Whose Life Could You Improve With A Sabbatical?

Almost without fail, my quest to nest asserts itself at this time of year.

The big stock pot emerges from the cupboard, ready for the simmering soups it will host. The oven gets called back to work from its months-long vacation. And out come the warm blankets and fluffy comforters. My sewing machine will probably make an appearance too, as my love of textiles and color converges with my need to stitch up a few cozy, warm-hued pillow covers.

But since there’s not much time for sewing lately, my nesting instincts propelled me toward the IKEA website this week, hunting for the one pillow that could pull it all together and add a dash of zing. The exclamation point, if you will, for my home’s transition from summer to fall/winter.

As it turned out, I didn’t find the perfect pillow. I found something even better, though: an invitation to take a sabbatical.


The idea of a sabbatical is compelling to many of us. In fact, I often encourage clients to take mini-sabbaticals, in the form of a day just for them.
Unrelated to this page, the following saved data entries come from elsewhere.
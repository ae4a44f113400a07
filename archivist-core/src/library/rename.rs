use std::fmt;
use std::str::FromStr;

use archivist_model::ImageRecord;

use crate::error::ArchiveError;

const PROMPT_WORDS: usize = 5;
const MODEL_TITLE_LIMIT: usize = 30;

/// Title schemes for batch renames.
#[derive(Debug, Clone, Copy, PartialEq, Eq)]
pub enum RenamePattern {
    /// First five words of the prompt.
    PromptSnippet,
    /// `<model>_<n>`.
    ModelSequence,
    /// `YYYY-MM-DD_HH-MM-SS_<n>` from the record date.
    Date,
}

impl RenamePattern {
    /// Title for `record`, the `index`-th (zero based) item of the batch.
    pub fn title_for(&self, record: &ImageRecord, index: usize) -> String {
        let position = index + 1;
        match self {
            RenamePattern::PromptSnippet => {
                let words = record
                    .prompt
                    .split_whitespace()
                    .take(PROMPT_WORDS)
                    .collect::<Vec<_>>()
                    .join(" ");
                let cleaned = words
                    .chars()
                    .filter(|c| c.is_ascii_alphanumeric() || *c == ' ')
                    .collect::<String>()
                    .split_whitespace()
                    .collect::<Vec<_>>()
                    .join(" ");
                if cleaned.is_empty() {
                    "Untitled".to_string()
                } else {
                    cleaned
                }
            }
            RenamePattern::ModelSequence => {
                let model: String = record
                    .model
                    .chars()
                    .filter(char::is_ascii_alphanumeric)
                    .collect();
                format!("{model}_{position}")
                    .chars()
                    .take(MODEL_TITLE_LIMIT)
                    .collect()
            }
            RenamePattern::Date => {
                format!("{}_{position}", record.date.format("%Y-%m-%d_%H-%M-%S"))
            }
        }
    }

    pub fn as_str(&self) -> &'static str {
        match self {
            RenamePattern::PromptSnippet => "prompt_snippet",
            RenamePattern::ModelSequence => "model_seq",
            RenamePattern::Date => "date",
        }
    }
}

impl fmt::Display for RenamePattern {
    fn fmt(&self, f: &mut fmt::Formatter<'_>) -> fmt::Result {
        f.write_str(self.as_str())
    }
}

impl FromStr for RenamePattern {
    type Err = ArchiveError;

    fn from_str(s: &str) -> Result<Self, Self::Err> {
        match s.trim().to_ascii_lowercase().as_str() {
            "prompt_snippet" | "prompt" => Ok(RenamePattern::PromptSnippet),
            "model_seq" | "model" => Ok(RenamePattern::ModelSequence),
            "date" => Ok(RenamePattern::Date),
            other => Err(ArchiveError::InvalidOperation(format!(
                "unknown rename pattern '{other}'"
            ))),
        }
    }
}

#[cfg(test)]
mod tests {
    use chrono::{TimeZone, Utc};

    use super::*;

    #[test]
    fn prompt_snippet_keeps_five_clean_words() {
        let mut record = ImageRecord::new("x");
        record.prompt = "a (very) fluffy, orange cat sleeping on a mat".into();
        assert_eq!(
            RenamePattern::PromptSnippet.title_for(&record, 0),
            "a very fluffy orange cat"
        );

        record.prompt = "!!! ???".into();
        assert_eq!(RenamePattern::PromptSnippet.title_for(&record, 0), "Untitled");
    }

    #[test]
    fn model_sequence_is_capped() {
        let mut record = ImageRecord::new("x");
        record.model = "sd_xl-base 1.0".into();
        assert_eq!(RenamePattern::ModelSequence.title_for(&record, 2), "sdxlbase10_3");

        record.model = "a".repeat(40);
        assert_eq!(RenamePattern::ModelSequence.title_for(&record, 0).len(), 30);
    }

    #[test]
    fn date_pattern_uses_record_date() {
        let mut record = ImageRecord::new("x");
        record.date = Utc.with_ymd_and_hms(2024, 3, 9, 14, 5, 7).unwrap();
        assert_eq!(
            RenamePattern::Date.title_for(&record, 0),
            "2024-03-09_14-05-07_1"
        );
    }

    #[test]
    fn parses_pattern_names() {
        assert_eq!("model_seq".parse::<RenamePattern>().unwrap(), RenamePattern::ModelSequence);
        assert!("shuffle".parse::<RenamePattern>().is_err());
    }
}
And long ago, that was at the heart of all sabbaticals: an extended time-out to rest and regroup.

In recent history, however, sabbaticals have changed, and people are more likely to use the time away from work to learn something or create something or accomplish something. There’s frequently a healthy dollop of self-discovery and travel mixed in, too.

Whatever kind of sabbatical it is, I’m all for it. And if I were Queen of the World, I would give everyone a chance to take a sabbatical at least once in their lives. But seeing as how I’m not Queen of the World (darn!), I’m happy that IKEA is stepping up to offer it to at least one lucky person.


IKEA is billing this as a Life Improvement Sabbatical. But here’s the interesting part: it’s about improving the lives of others, to the tune of $100,000. Along the way you get coaching, too. With Martha Beck, no less.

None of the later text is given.